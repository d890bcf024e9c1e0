//! Structural comparison and hashing of trees.

use std::collections::BTreeSet;
use std::sync::{OnceLock, PoisonError, RwLock};

use serde::{Deserialize, Serialize};

use crate::error::{AttrError, AttrResult};
use crate::resolver::Resolver;
use crate::tree::{TreeAttribute, PATH_SEPARATOR};
use crate::value::{digest_u64, Attribute};

/// Keys skipped by [`TreeAttribute::is_subset_of`], matched by name at any
/// depth.
#[derive(Clone, Debug, PartialEq, Eq, Serialize, Deserialize)]
#[serde(transparent)]
pub struct IgnoredAttributes(BTreeSet<String>);

impl IgnoredAttributes {
    /// An empty set.
    pub fn none() -> Self {
        Self(BTreeSet::new())
    }

    pub fn contains(&self, key: &str) -> bool {
        self.0.contains(key)
    }

    pub fn insert(&mut self, key: impl Into<String>) -> bool {
        self.0.insert(key.into())
    }

    pub fn remove(&mut self, key: &str) -> bool {
        self.0.remove(key)
    }

    pub fn iter(&self) -> impl Iterator<Item = &str> {
        self.0.iter().map(String::as_str)
    }

    pub fn len(&self) -> usize {
        self.0.len()
    }

    pub fn is_empty(&self) -> bool {
        self.0.is_empty()
    }
}

impl Default for IgnoredAttributes {
    fn default() -> Self {
        Self(BTreeSet::from(["temperature".to_owned()]))
    }
}

impl<S: Into<String>> FromIterator<S> for IgnoredAttributes {
    fn from_iter<I: IntoIterator<Item = S>>(iter: I) -> Self {
        Self(iter.into_iter().map(Into::into).collect())
    }
}

static IGNORED: OnceLock<RwLock<IgnoredAttributes>> = OnceLock::new();

fn ignored_lock() -> &'static RwLock<IgnoredAttributes> {
    IGNORED.get_or_init(|| RwLock::new(IgnoredAttributes::default()))
}

/// Snapshot of the process-wide ignored set.
pub fn ignored_attributes() -> IgnoredAttributes {
    ignored_lock()
        .read()
        .unwrap_or_else(PoisonError::into_inner)
        .clone()
}

/// Add `key` to the process-wide ignored set.
pub fn add_ignored_attribute(key: impl Into<String>) -> AttrResult<bool> {
    let mut set = ignored_lock()
        .write()
        .map_err(|e| AttrError::RegistryPoisoned(e.to_string()))?;
    Ok(set.insert(key))
}

fn child_path(prefix: &str, key: &str) -> String {
    if prefix.is_empty() {
        key.to_owned()
    } else {
        format!("{prefix}{PATH_SEPARATOR}{key}")
    }
}

impl TreeAttribute {
    /// Recursive, order-independent equality.
    ///
    /// `ignore_paths` holds full `/`-joined paths from this tree's root.
    /// While the list is non-empty the two trees may differ in size, but a
    /// key present on only one side still makes them unequal unless its path
    /// is ignored.
    pub fn equals(
        &self,
        resolver: Option<&dyn Resolver>,
        other: &TreeAttribute,
        ignore_paths: &[&str],
    ) -> bool {
        self.equals_at(resolver, other, ignore_paths, "")
    }

    fn equals_at(
        &self,
        resolver: Option<&dyn Resolver>,
        other: &TreeAttribute,
        ignore_paths: &[&str],
        prefix: &str,
    ) -> bool {
        if ignore_paths.is_empty() && self.len() != other.len() {
            return false;
        }
        for (key, value) in self.iter() {
            let path = child_path(prefix, key);
            if ignore_paths.contains(&path.as_str()) {
                continue;
            }
            let Some(theirs) = other.get(key) else {
                return false;
            };
            let same = match (value, theirs) {
                (Attribute::Tree(a), Attribute::Tree(b)) => {
                    a.equals_at(resolver, b, ignore_paths, &path)
                }
                _ => value.value_equals(resolver, theirs),
            };
            if !same {
                return false;
            }
        }
        if !ignore_paths.is_empty() {
            for key in other.keys() {
                if !self.has(key) && !ignore_paths.contains(&child_path(prefix, key).as_str()) {
                    return false;
                }
            }
        }
        true
    }

    /// Whether every key here, other than the process-wide ignored
    /// attributes, exists in `other` with the same kind and an equal value.
    /// Nested trees are compared as subsets in turn.
    pub fn is_subset_of(&self, resolver: Option<&dyn Resolver>, other: &TreeAttribute) -> bool {
        let ignored = ignored_lock().read().unwrap_or_else(PoisonError::into_inner);
        self.is_subset_of_with(resolver, other, &ignored)
    }

    /// [`is_subset_of`](Self::is_subset_of) with an explicit ignored set.
    pub fn is_subset_of_with(
        &self,
        resolver: Option<&dyn Resolver>,
        other: &TreeAttribute,
        ignored: &IgnoredAttributes,
    ) -> bool {
        self.iter().all(|(key, value)| {
            if ignored.contains(key) {
                return true;
            }
            let Some(theirs) = other.get(key) else {
                return false;
            };
            if theirs.type_tag() != value.type_tag() {
                return false;
            }
            match (value, theirs) {
                (Attribute::Tree(a), Attribute::Tree(b)) => a.is_subset_of_with(resolver, b, ignored),
                _ => theirs.value_equals(resolver, value),
            }
        })
    }

    /// Order-independent 64-bit hash. Keys named in `ignored_keys` are
    /// skipped at every depth.
    pub fn hash_code(&self, ignored_keys: &[&str]) -> u64 {
        self.iter()
            .filter(|(key, _)| !ignored_keys.contains(key))
            .fold(0u64, |acc, (key, value)| {
                let key_hash = digest_u64(&blake3::hash(key.as_bytes()));
                acc ^ key_hash ^ value.value_hash(ignored_keys)
            })
    }
}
—————
WHAT TO PRODUCE:
Look through the material above for "IgnoredAttributes" and copy the lines that have it.

RESPONSE TO THIS TASK:
pub struct IgnoredAttributes(BTreeSet<String>);
impl IgnoredAttributes {
impl Default for IgnoredAttributes {
impl<S: Into<String>> FromIterator<S> for IgnoredAttributes {
static IGNORED: OnceLock<RwLock<IgnoredAttributes>> = OnceLock::new();
fn ignored_lock() -> &'static RwLock<IgnoredAttributes> {
    IGNORED.get_or_init(|| RwLock::new(IgnoredAttributes::default()))
pub fn ignored_attributes() -> IgnoredAttributes {
        ignored: &IgnoredAttributes,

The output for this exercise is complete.